:: What is needed ::
Every line below should be repeated exactly as written.

:: Data extract ::
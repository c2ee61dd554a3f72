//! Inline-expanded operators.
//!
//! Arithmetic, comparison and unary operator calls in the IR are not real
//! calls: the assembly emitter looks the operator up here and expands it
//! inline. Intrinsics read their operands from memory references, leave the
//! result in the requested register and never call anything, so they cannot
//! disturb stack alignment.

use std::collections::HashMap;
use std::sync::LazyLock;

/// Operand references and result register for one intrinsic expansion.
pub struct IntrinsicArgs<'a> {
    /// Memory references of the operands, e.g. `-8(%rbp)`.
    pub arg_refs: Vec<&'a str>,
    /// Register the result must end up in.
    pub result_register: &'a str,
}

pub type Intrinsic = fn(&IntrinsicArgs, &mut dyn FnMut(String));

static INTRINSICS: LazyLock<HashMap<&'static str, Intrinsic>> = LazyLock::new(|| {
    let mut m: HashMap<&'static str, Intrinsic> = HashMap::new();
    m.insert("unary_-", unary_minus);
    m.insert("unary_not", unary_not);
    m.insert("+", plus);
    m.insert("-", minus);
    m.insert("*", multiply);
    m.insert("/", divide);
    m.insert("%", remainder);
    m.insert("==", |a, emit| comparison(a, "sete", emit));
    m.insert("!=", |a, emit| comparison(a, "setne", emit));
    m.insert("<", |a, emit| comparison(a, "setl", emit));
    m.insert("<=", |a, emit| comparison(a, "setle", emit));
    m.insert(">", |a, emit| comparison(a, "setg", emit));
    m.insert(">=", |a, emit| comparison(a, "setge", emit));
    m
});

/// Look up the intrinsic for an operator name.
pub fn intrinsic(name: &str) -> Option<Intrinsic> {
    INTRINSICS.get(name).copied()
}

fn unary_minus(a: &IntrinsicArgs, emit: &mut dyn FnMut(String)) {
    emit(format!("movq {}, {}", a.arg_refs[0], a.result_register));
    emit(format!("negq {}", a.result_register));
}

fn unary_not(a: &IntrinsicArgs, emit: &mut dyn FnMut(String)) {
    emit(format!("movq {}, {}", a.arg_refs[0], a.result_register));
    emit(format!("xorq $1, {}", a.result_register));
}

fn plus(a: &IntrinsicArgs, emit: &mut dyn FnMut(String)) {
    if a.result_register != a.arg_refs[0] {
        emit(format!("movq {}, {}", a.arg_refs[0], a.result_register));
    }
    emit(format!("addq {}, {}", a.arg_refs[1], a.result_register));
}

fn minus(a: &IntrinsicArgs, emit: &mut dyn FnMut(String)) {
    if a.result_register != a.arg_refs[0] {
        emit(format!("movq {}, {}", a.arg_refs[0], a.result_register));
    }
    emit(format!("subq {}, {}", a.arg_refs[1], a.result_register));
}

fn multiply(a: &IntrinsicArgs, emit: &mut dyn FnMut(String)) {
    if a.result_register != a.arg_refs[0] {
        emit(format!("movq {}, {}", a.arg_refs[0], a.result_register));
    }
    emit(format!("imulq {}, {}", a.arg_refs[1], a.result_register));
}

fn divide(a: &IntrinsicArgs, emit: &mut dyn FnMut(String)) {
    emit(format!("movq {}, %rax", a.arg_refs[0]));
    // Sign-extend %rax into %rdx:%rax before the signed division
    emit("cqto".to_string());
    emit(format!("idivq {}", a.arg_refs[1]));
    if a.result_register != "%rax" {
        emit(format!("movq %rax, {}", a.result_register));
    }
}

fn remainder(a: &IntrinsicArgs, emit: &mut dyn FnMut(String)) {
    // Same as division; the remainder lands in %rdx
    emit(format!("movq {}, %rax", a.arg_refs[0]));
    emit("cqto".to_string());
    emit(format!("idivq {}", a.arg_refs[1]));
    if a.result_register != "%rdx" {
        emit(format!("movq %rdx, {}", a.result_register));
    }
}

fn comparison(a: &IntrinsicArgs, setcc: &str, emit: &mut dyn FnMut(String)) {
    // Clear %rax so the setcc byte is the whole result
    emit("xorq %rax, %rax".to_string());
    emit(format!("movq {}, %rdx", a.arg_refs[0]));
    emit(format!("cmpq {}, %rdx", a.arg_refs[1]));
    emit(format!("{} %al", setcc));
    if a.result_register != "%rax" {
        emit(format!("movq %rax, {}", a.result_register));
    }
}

:: Result of this task ::
repository c2ee61dd554a3f72
//! Inline-expanded operators.
//!
//! Arithmetic, comparison and unary operator calls in the IR are not real
//! calls: the assembly emitter looks the operator up here and expands it
//! inline. Intrinsics read their operands from memory references, leave the
//! result in the requested register and never call anything, so they cannot
//! disturb stack alignment.

use std::collections::HashMap;
use std::sync::LazyLock;

/// Operand references and result register for one intrinsic expansion.
pub struct IntrinsicArgs<'a> {
    /// Memory references of the operands, e.g. `-8(%rbp)`.
    pub arg_refs: Vec<&'a str>,
    /// Register the result must end up in.
    pub result_register: &'a str,
}

pub type Intrinsic = fn(&IntrinsicArgs, &mut dyn FnMut(String));

static INTRINSICS: LazyLock<HashMap<&'static str, Intrinsic>> = LazyLock::new(|| {
    let mut m: HashMap<&'static str, Intrinsic> = HashMap::new();
    m.insert("unary_-", unary_minus);
    m.insert("unary_not", unary_not);
    m.insert("+", plus);
    m.insert("-", minus);
    m.insert("*", multiply);
    m.insert("/", divide);
    m.insert("%", remainder);
    m.insert("==", |a, emit| comparison(a, "sete", emit));
    m.insert("!=", |a, emit| comparison(a, "setne", emit));
    m.insert("<", |a, emit| comparison(a, "setl", emit));
    m.insert("<=", |a, emit| comparison(a, "setle", emit));
    m.insert(">", |a, emit| comparison(a, "setg", emit));
    m.insert(">=", |a, emit| comparison(a, "setge", emit));
    m
});

/// Look up the intrinsic for an operator name.
pub fn intrinsic(name: &str) -> Option<Intrinsic> {
    INTRINSICS.get(name).copied()
}

fn unary_minus(a: &IntrinsicArgs, emit: &mut dyn FnMut(String)) {
    emit(format!("movq {}, {}", a.arg_refs[0], a.result_register));
    emit(format!("negq {}", a.result_register));
}

fn unary_not(a: &IntrinsicArgs, emit: &mut dyn FnMut(String)) {
    emit(format!("movq {}, {}", a.arg_refs[0], a.result_register));
    emit(format!("xorq $1, {}", a.result_register));
}

fn plus(a: &IntrinsicArgs, emit: &mut dyn FnMut(String)) {
    if a.result_register != a.arg_refs[0] {
        emit(format!("movq {}, {}", a.arg_refs[0], a.result_register));
    }
    emit(format!("addq {}, {}", a.arg_refs[1], a.result_register));
}

fn minus(a: &IntrinsicArgs, emit: &mut dyn FnMut(String)) {
    if a.result_register != a.arg_refs[0] {
        emit(format!("movq {}, {}", a.arg_refs[0], a.result_register));
    }
    emit(format!("subq {}, {}", a.arg_refs[1], a.result_register));
}

fn multiply(a: &IntrinsicArgs, emit: &mut dyn FnMut(String)) {
    if a.result_register != a.arg_refs[0] {
        emit(format!("movq {}, {}", a.arg_refs[0], a.result_register));
    }
    emit(format!("imulq {}, {}", a.arg_refs[1], a.result_register));
}

fn divide(a: &IntrinsicArgs, emit: &mut dyn FnMut(String)) {
    emit(format!("movq {}, %rax", a.arg_refs[0]));
    // Sign-extend %rax into %rdx:%rax before the signed division
    emit("cqto".to_string());
    emit(format!("idivq {}", a.arg_refs[1]));
    if a.result_register != "%rax" {
        emit(format!("movq %rax, {}", a.result_register));
    }
}

fn remainder(a: &IntrinsicArgs, emit: &mut dyn FnMut(String)) {
    // Same as division; the remainder lands in %rdx
    emit(format!("movq {}, %rax", a.arg_refs[0]));
    emit("cqto".to_string());
    emit(format!("idivq {}", a.arg_refs[1]));
    if a.result_register != "%rdx" {
        emit(format!("movq %rdx, {}", a.result_register));
    }
}

fn comparison(a: &IntrinsicArgs, setcc: &str, emit: &mut dyn FnMut(String)) {
    // Clear %rax so the setcc byte is the whole result
    emit("xorq %rax, %rax".to_string());
    emit(format!("movq {}, %rdx", a.arg_refs[0]));
    emit(format!("cmpq {}, %rdx", a.arg_refs[1]));
    emit(format!("{} %al", setcc));
    if a.result_register != "%rax" {
        emit(format!("movq %rax, {}", a.result_register));
    }
}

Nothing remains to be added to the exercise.